# The importance of genetic testing



## Songcatcher (Oct 9, 2010)

Just thought I would post this information for educational purposes. Of course, many of you already know this, but it doesn't hurt to have a reminder once in a while.

My favorite foal of the year, Songcatchers Can You Imagine (Candy).

Sire: McSperitts Rowdy Night Image (29 inches, LWO positive (Frame), negative for Tobiano, Ee (one Black and one Red gene), no Cream)







Dam: Bear Farms Nu Genes (30 inches, LWO negative, heterozygous Tobiano, Ee (one Black and one Red gene), no Cream)






Songcatchers Can You Imagine: (18 inches at birth, tested LWO positive, no need to test for anyghing else. Obviously Red, no chance of Silver or Agouti as both of those would show on Black and neither parent has either.)
















I would not have guessed Candy to be LWO positive (Frame) by looking at her, but knew it was a good possibility because of her sire. It certainly pays to test before breeding (which of course will be at least 3 years for this filly).


----------



## Joanne (Oct 9, 2010)

Freeland the only give away is the facial marking that you would not expect on a tobiano. Otherwise that foal looks to be a tobiano.

That is exactly why we test all pinto horses if they are to be bred to one of our frame (lwo) horses, and why we test all foals that have a parent that is lwo.

That Rowdy line is sneaky!


----------



## Becky (Oct 9, 2010)

I think it's always important to test if there is any doubt as to whether a horse may be LWO or not. Especially if it's added to the breeding band.

Both of my current stallions are LWO negative, so it's not critical to me that all of my mares are tested. If I were breeding an LWO+ stallion, I would certainly test the mares before breeding.

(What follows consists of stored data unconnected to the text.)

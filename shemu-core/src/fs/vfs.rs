//! VFS engine: the tree plus the current working directory.

use std::path::Path;

use tracing::debug;

use super::node::Node;
use super::path::{join, resolve};
use crate::codec;
use crate::error::{VfsError, VfsResult};

/// What a directory listing reports for one child.
#[derive(Debug, Clone, Copy, PartialEq, Eq)]
pub enum EntryKind {
    /// A directory and its number of direct children.
    Directory { items: usize },
    /// A file and its content length in bytes.
    File { bytes: usize },
}

/// One line of a detailed listing.
#[derive(Debug, Clone, PartialEq, Eq)]
pub struct DirEntry {
    pub name: String,
    pub kind: EntryKind,
}

/// In-memory filesystem session.
///
/// `cwd` always names an existing directory: it only changes through
/// `change_dir` (after validation), `reset_cwd` and a successful load.
#[derive(Debug, Default, Clone)]
pub struct Vfs {
    root: Node,
    cwd: Vec<String>,
}

impl Vfs {
    /// Create an empty filesystem positioned at the root.
    pub fn new() -> Self {
        Self::default()
    }

    /// Create a filesystem over an existing tree.
    ///
    /// A file passed as `root` is replaced with an empty directory.
    pub fn from_root(root: Node) -> Self {
        let root = if root.is_dir() { root } else { Node::dir() };
        Self {
            root,
            cwd: Vec::new(),
        }
    }

    /// The root directory.
    pub fn root(&self) -> &Node {
        &self.root
    }

    /// Current directory as components from the root.
    pub fn cwd(&self) -> &[String] {
        &self.cwd
    }

    /// Current directory as an absolute path string.
    pub fn pwd(&self) -> String {
        join(&self.cwd)
    }

    /// Node at an absolute component path.
    pub fn lookup<S: AsRef<str>>(&self, components: &[S]) -> Option<&Node> {
        self.root.lookup(components)
    }

    /// Names of the children of the directory at `path` (`None` for cwd).
    ///
    /// A missing target or a file yields an empty listing, not an error.
    pub fn list_dir(&self, path: Option<&str>) -> Vec<String> {
        self.target_dir(path)
            .and_then(Node::children)
            .map(|children| children.keys().cloned().collect())
            .unwrap_or_default()
    }

    /// Like [`Vfs::list_dir`] with child counts and file sizes.
    pub fn list_dir_details(&self, path: Option<&str>) -> Vec<DirEntry> {
        let Some(children) = self.target_dir(path).and_then(Node::children) else {
            return Vec::new();
        };
        children
            .iter()
            .map(|(name, node)| DirEntry {
                name: name.clone(),
                kind: match node {
                    Node::Directory(items) => EntryKind::Directory { items: items.len() },
                    Node::File(content) => EntryKind::File {
                        bytes: content.len(),
                    },
                },
            })
            .collect()
    }

    /// Move the cwd to `path` if it resolves to an existing directory.
    ///
    /// On failure the cwd is left untouched and the error carries `path`
    /// as given.
    pub fn change_dir(&mut self, path: &str) -> VfsResult<()> {
        let target = resolve(Some(path), &self.cwd);
        match self.root.lookup(&target) {
            Some(node) if node.is_dir() => {
                self.cwd = target;
                debug!(cwd = %self.pwd(), "changed directory");
                Ok(())
            }
            _ => Err(VfsError::DirectoryNotFound(path.to_string())),
        }
    }

    /// Move the cwd back to the root.
    pub fn reset_cwd(&mut self) {
        self.cwd.clear();
    }

    /// Write the whole tree (regardless of cwd) as an XML image.
    pub fn save_to_xml(&self, path: impl AsRef<Path>) -> VfsResult<()> {
        codec::write_image(path.as_ref(), &self.root)
    }

    /// Replace the tree with the image at `path` and return to the root.
    ///
    /// Nothing changes unless the whole image was read and parsed.
    pub fn load_from_xml(&mut self, path: impl AsRef<Path>) -> VfsResult<()> {
        let root = codec::read_image(path.as_ref())?;
        self.root = root;
        self.cwd.clear();
        Ok(())
    }

    fn target_dir(&self, path: Option<&str>) -> Option<&Node> {
        self.root.lookup(&resolve(path, &self.cwd))
    }
}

Reminders are good. Keep reminding!


----------



## targetsmom (Oct 9, 2010)

Lovely foal and a great reminder, especially with the Rowdy line! Since we breed for pintos and have a (Rowdy-bred) mare that is LWO+, we had our Rowdy bred (Ramblin Starbuck grandson) stallion tested before we agreed to buy him. He is a tobiano pinto and does have white on his face, but he is LWO- or he wouldn't be here.

Friends of ours who were NOT breeding for pintos, and knew nothing about LWO, bred a pinto stallion (visual tobiano) to a visual solid (Rowdy-bred) mare and the result, unfortunately, was a lethal white foal. It was a devastating way to learn about the issue. Much better to learn on a forum.


----------



## Jill (Oct 9, 2010)

Very educational thread


----------



## albahurst (Oct 9, 2010)

Not a spot on him other than a few white hairs for a 'star'. Blue eyes were the give away. Yep- LWO positive.

This is really a good reminder, Freeland. Your filly is really pretty. I would not have thought her to be LWO just by looking, either. But, like others, I think any offspring out of a known LWO + parent should be tested before breeding.


----------



## rabbitsfizz (Oct 9, 2010)

I think whenever a foal is sired or out of a LWO the offspring should be tested, I am not in that position but I think that I should.

That is one pretty foal, but I do think there is Sabino there as well as that is not a typical Frame face marking, but is fairly typical of Sabino.

(Yes I know Sabino usually puts white on the chin, but it is not a very strong "fighter" and Tobiano really does not like white on the face, so I think that is what has negated the white on the chin)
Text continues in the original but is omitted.